Face à ces grossières manœuvres, que pèsent réellement les mini-succès obtenus comme autant de poignées de poudre aux yeux ? Bien sûr, la Commission a demandé - à l'unanimité s'il vous plaît ! - la libération de Daw Aung San Suu Kyi, ainsi que de tous les prisonniers politiques en Birmanie.

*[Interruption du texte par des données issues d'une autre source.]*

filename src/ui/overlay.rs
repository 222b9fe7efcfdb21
//! Passive observers of guess outcomes: transient pop-up dialogs, the
//! remaining-tries dots, and the win/lose end screen.

use super::animate::{self, Effect};
use super::element::{self, DomError};
use strum::AsRefStr;
use web_sys::{Document, DomTokenList, HtmlCollection, HtmlDialogElement, HtmlSpanElement};

#[derive(AsRefStr, Clone, Copy)]
pub enum PopUpId {
    #[strum(serialize = "away")]
    OneAway,
    #[strum(serialize = "already")]
    AlreadyGuessed,
}

/// A dialog that fades in, holds for a moment and fades back out.
pub struct PopUp(HtmlDialogElement);

impl PopUp {
    pub fn new(document: &Document, id: PopUpId) -> Result<Self, DomError> {
        Ok(Self(element::by_id(document, id)?))
    }

    pub async fn pop_up(&self) {
        self.0.show();
        animate::play_through(&self.0, Effect::PopUp).await;
        self.0.close();
    }
}

/// The remaining-tries indicator: one dot per mistake still allowed.
pub struct Dots {
    handle: HtmlCollection,
}

impl Dots {
    pub fn new(document: &Document) -> Self {
        Self {
            handle: document.get_elements_by_class_name("dot"),
        }
    }

    fn dots(&self) -> Vec<HtmlSpanElement> {
        element::collect(&self.handle)
    }

    /// Hides the right-most visible dot.
    pub fn hide_one(&self) {
        if let Some(dot) = self
            .dots()
            .into_iter()
            .rev()
            .find(|dot| !dot.class_list().contains("hidden"))
        {
            let _ = dot.class_list().add_1("hidden");
        }
    }

    pub fn reset(&self) {
        for dot in self.dots() {
            let _ = dot.class_list().remove_1("hidden");
        }
    }
}

#[derive(Copy, Clone, PartialEq, Eq)]
pub enum EndState {
    Win,
    Lost,
}

/// Modal shown when the game ends, with a win pane and a lose pane.
pub struct EndScreen {
    modal: HtmlDialogElement,
    win: DomTokenList,
    lose: DomTokenList,
}

impl EndScreen {
    pub fn new(document: &Document) -> Result<Self, DomError> {
        let modal: HtmlDialogElement = element::by_id(document, "endscreen")?;
        let win = element::by_id::<web_sys::HtmlDivElement>(document, "win")?.class_list();
        let lose = element::by_id::<web_sys::HtmlDivElement>(document, "lose")?.class_list();
        Ok(Self { modal, win, lose })
    }

    pub fn show(&self, state: EndState) {
        let _ = self.modal.show_modal();
        let pane = match state {
            EndState::Win => &self.win,
            EndState::Lost => &self.lose,
        };
        let _ = pane.add_1("enabled");
    }

    pub fn close(&self) {
        self.modal.close();
        let _ = self.win.remove_1("enabled");
        let _ = self.lose.remove_1("enabled");
    }
}
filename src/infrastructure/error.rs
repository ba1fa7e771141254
//! Infrastructure-level errors (wraps application errors)

use thiserror::Error;

use crate::application::ApplicationError;

/// Infrastructure errors wrap application errors and add I/O-level concerns.
#[derive(Error, Debug)]
pub enum InfraError {
    #[error("{0}")]
    Application(#[from] ApplicationError),

    #[error("I/O error: {context}")]
    Io {
        context: String,
        #[source]
        source: std::io::Error,
    },
}

impl InfraError {
    /// Create an I/O error with context.
    pub fn io(context: impl Into<String>, source: std::io::Error) -> Self {
        Self::Io {
            context: context.into(),
            source,
        }
    }
}
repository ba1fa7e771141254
//! Domain layer: command model, namespaces and the registry
//!
//! This layer is independent of external concerns (no I/O, no CLI, no config loading).

pub mod app;
pub mod command;
pub mod error;
pub mod namespace;
pub mod registry;
pub mod template;

pub use app::{LoadOutcome, SubApplication};
pub use command::{
    validate_commands, ArgValue, CommandSpec, Invocation, ParamKind, ParamSpec,
};
pub use error::{DiscoveryError, DomainError};
pub use namespace::{validate_token, Namespace};
pub use registry::{Registry, RegistryEntry};
pub use template::RunTemplate;
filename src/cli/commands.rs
//! Command execution: settings, discovery and dispatch for one process run

use std::ffi::OsString;
use std::io;
use std::path::{Path, PathBuf};

use clap::CommandFactory;
use clap_complete::generate;
use tracing::{debug, instrument};

use crate::application::services::{build_root_with, command_tree, RootApplication};
use crate::application::{ApplicationError, ApplicationResult};
use crate::cli::args::Cli;
use crate::cli::error::{CliError, CliResult};
use crate::cli::output;
use crate::config::Settings;
use crate::domain::Registry;
use crate::exitcode;
use crate::infrastructure::di::ServiceContainer;
use crate::infrastructure::InfraError;
use crate::util::path::{display_relative, resolve_against};

/// Run one invocation of the tool and return the process exit code.
///
/// `argv` is the full command line including the program name.
#[instrument(level = "debug", skip_all)]
pub fn execute(cli: &Cli, argv: Vec<OsString>) -> CliResult<i32> {
    if cli.config_template {
        output::info(&Settings::template());
        return Ok(exitcode::OK);
    }
    if cli.version_requested {
        output::info(Cli::command().render_version().trim_end());
        return Ok(exitcode::OK);
    }

    let start = start_dir(cli)?;
    let mut settings = Settings::load(&start)?;
    apply_overrides(cli, &start, &mut settings)?;
    debug!("execute: settings={:?}", settings);

    if cli.show_config {
        return cmd_show_config(&settings);
    }

    let container = ServiceContainer::new(settings);
    let root = match discover(&container) {
        Ok(root) => root,
        // root help stays available when the scripts cannot be scanned
        Err(e) if cli.help_requested => {
            output::warning(&e);
            build_root_with(Cli::command(), Registry::new())
        }
        Err(e) => return Err(e.into()),
    };

    if cli.list {
        return Ok(cmd_list(&root, &container.settings));
    }
    if let Some(shell) = cli.completion {
        let mut cmd = root.command().clone();
        let name = cmd.get_name().to_string();
        generate(shell, &mut cmd, name, &mut io::stdout());
        return Ok(exitcode::OK);
    }

    Ok(root.run(argv))
}

fn start_dir(cli: &Cli) -> CliResult<PathBuf> {
    let cwd = std::env::current_dir()
        .map_err(|e| InfraError::io("determine current directory", e))?;
    let Some(dir) = &cli.project_dir else {
        return Ok(cwd);
    };
    let dir = resolve_against(&cwd, &dir.to_string_lossy())
        .map_err(|e| ApplicationError::config(format!("expand project dir: {e}")))?;
    if !dir.is_dir() {
        return Err(CliError::Usage(format!(
            "project directory does not exist: {}",
            dir.display()
        )));
    }
    Ok(dir)
}

/// Command line overrides, the last configuration layer.
fn apply_overrides(cli: &Cli, start: &Path, settings: &mut Settings) -> ApplicationResult<()> {
    if let Some(root) = &cli.root {
        settings.root = resolve_against(start, &root.to_string_lossy())
            .map_err(|e| ApplicationError::config(format!("expand root: {e}")))?;
    }
    if cli.no_recursive {
        settings.recursive = false;
    }
    Ok(())
}

/// Scan the configured root and mount the results under the root options.
pub fn discover(container: &ServiceContainer) -> ApplicationResult<RootApplication> {
    let settings = &container.settings;
    let registry = container
        .discovery_service()
        .discover(&settings.root, settings.recursive)?;
    Ok(build_root_with(Cli::command(), registry))
}

fn cmd_show_config(settings: &Settings) -> CliResult<i32> {
    output::header("# Effective settings");
    match &settings.project_config {
        Some(path) => output::info(&format!("# project config: {}", path.display())),
        None => output::info("# project config: none"),
    }
    output::info(&settings.to_toml()?);
    Ok(exitcode::OK)
}

fn cmd_list(root: &RootApplication, settings: &Settings) -> i32 {
    output::info(&command_tree(root));
    for failure in root.registry().failures() {
        output::warning(&format!(
            "failed to load {}: {}",
            display_relative(&failure.path, &settings.root),
            failure.message
        ));
    }
    exitcode::OK
}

Les admonestations adressées à la Corée du Nord et au Bélarus ont été assorties de la nomination de rapporteurs spéciaux chargés d'enquêter dans ces pays, tandis que le Turkménistan a également été épinglé pour la deuxième année consécutive.
La Commission a aussi réclamé par 30 voix contre 20 et 5 abstentions l'abolition définitive de la peine de mort ; curieusement, les Etats-Unis, l'Arabie saoudite et les pays islamiques, la Chine et le Zimbabwe ont dit 'non'. Pour la première fois, un rapporteur a été nommé concernant la lutte antiterroriste. Autre première, le rapporteur sur l'éducation a demandé que son mandat ne soit pas renouvelé, faute de moyens pour mettre en œuvre ses recommandations à la suite de sa mission en Chine. Et trois experts indépendants ont demandé publiquement qu'un moine tibétain condamné à mort lors d'un procès expéditif soit rejugé selon les normes internationales. Voir comment ces résolutions se traduiront sur le terrain est une autre histoire.
A l'issue de la 60e session annuelle, la question devient lancinante : la Commission est-elle en mesure de promouvoir et de protéger les droits de l'homme comme le prévoit expressément son cahier des charges ? Mue par une force d'inertie récurrente, produisant année après année des résolutions dont nul ne se soucie et dont l'application dépend des Etats à la fois juges et parties, quelle est encore son rôle ou sa pertinence ? Un bilan chaque année plus décevant conduit les ONG les plus engagées à s'interroger. Faute de se ressaisir, et vite, la Commission risque bel et bien de sombrer dans l'inanité.